You're pretty much ruined for life (in the best possible way) when you experience a creation from the infamous Fig & Salt.  Whether it be a signature statement cake or a decadent dessert box, Cass Morris knows her flavours and is the queen of treating our taste buds to the sweet magic. Cass heads up delicious Fig & Salt in Melbourne and has whipped us up a batch of Gooey Dark Choc Peanut Butter Cookies using LOVE SHAKE Creamy Vanilla Protein Powder. 


3 cups bakers flour (or a good quality plain flour)

1 1/2 cups brown sugar

2 scoops LOVE SHAKE Creamy Vanilla Protein Powder

1 cup Nuttelex

2 tbsp soft/melted coconut oil

1 tsp vanilla essence

2 tbsp peanut butter

2 tsp baking powder

1/2 tsp salt

1 cup vegan dark chocolate cut into chunks (or any good quality dark chocolate)


• Preheat oven to 170°C

• Cream Nuttelex and brown sugar in an electric mixer until pale and fluffy. Turn mixer to low and add vanilla, coconut oil and peanut butter.
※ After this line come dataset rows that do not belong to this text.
//! Integration tests for the command-line program.
use std::fs;
use std::path::Path;
use std::process::{Command, Output};
use tempfile::tempdir;

/// Run the program in `dir`, isolated from the user's settings file
fn run_pbsgen(dir: &Path, args: &[&str]) -> Output {
    Command::new(env!("CARGO_BIN_EXE_pbsgen"))
        .args(args)
        .current_dir(dir)
        .env("HOME", dir)
        .env("XDG_CONFIG_HOME", dir.join("config"))
        .env("PBSGEN_LOG_LEVEL", "error")
        .output()
        .unwrap()
}

#[test]
fn test_generate_twice_identical() {
    let args = ["edge", "7", "7", "4-8-2", "5-11-3", "1-5", "3", "0"];

    let dir = tempdir().unwrap();
    let output = run_pbsgen(dir.path(), &args);
    assert_eq!(output.status.code(), Some(0));
    let first = fs::read(dir.path().join("edge_7x7_IOs1.csv")).unwrap();

    let output = run_pbsgen(dir.path(), &args);
    assert_eq!(output.status.code(), Some(0));
    let second = fs::read(dir.path().join("edge_7x7_IOs1.csv")).unwrap();

    assert_eq!(first, second);
    assert!(
        String::from_utf8(first)
            .unwrap()
            .lines()
            .nth(1)
            .unwrap()
            .starts_with("7x7, 1, 4, 5, 1,")
    );
    assert!(dir.path().join("edge_7x7_IO1_8_11_5.toml").is_file());
}

#[test]
fn test_too_few_arguments() {
    let dir = tempdir().unwrap();
    let output = run_pbsgen(dir.path(), &["edge", "7", "7", "4-8-2", "5-11-3", "1-5", "3"]);
    assert_eq!(output.status.code(), Some(1));
    assert!(!output.stderr.is_empty());
    assert_eq!(fs::read_dir(dir.path()).unwrap().count(), 0);
}

#[test]
fn test_malformed_range() {
    let dir = tempdir().unwrap();
    let output = run_pbsgen(dir.path(), &["edge", "7", "7", "8-4", "5", "1", "3", "0"]);
    assert_eq!(output.status.code(), Some(1));
    let stderr = String::from_utf8(output.stderr).unwrap();
    assert!(stderr.contains("start is greater than end"));
}

#[test]
fn test_destination_unavailable() {
    let dir = tempdir().unwrap();
    fs::create_dir(dir.path().join("edge_7x7_IOs1.csv")).unwrap();
    let output = run_pbsgen(dir.path(), &["edge", "7", "7", "4", "5", "1", "3", "0"]);
    assert_eq!(output.status.code(), Some(1));
    let stderr = String::from_utf8(output.stderr).unwrap();
    assert!(stderr.contains("make sure that it is not open in another program"));
}

#[test]
fn test_help() {
    let dir = tempdir().unwrap();
    let output = run_pbsgen(dir.path(), &["--help"]);
    assert_eq!(output.status.code(), Some(0));
    assert!(String::from_utf8(output.stdout).unwrap().contains("IO_COORDS"));
}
• Gradually add lour and protein powder and mix until combined. Stir in chocolate chunks so they are distributed through the cookie dough. Roll into a big delicious ball and refrigerate for about an hour.

• Remove from fridge and bring cookie dough to room temperature. Roll into golfball sized portions.

• Space 2cm apart on a lined baking tray and gently flatten with the back of a metal spoon.

• Bake for 12-15 minutes. Check progress around 7 mins, opening oven and gently press cookies down with a spatula. Continue to bake for the remaining 5-7 minutes.

• Place on wire rack to cool, sprinkle with sea salt to serve and enjoy!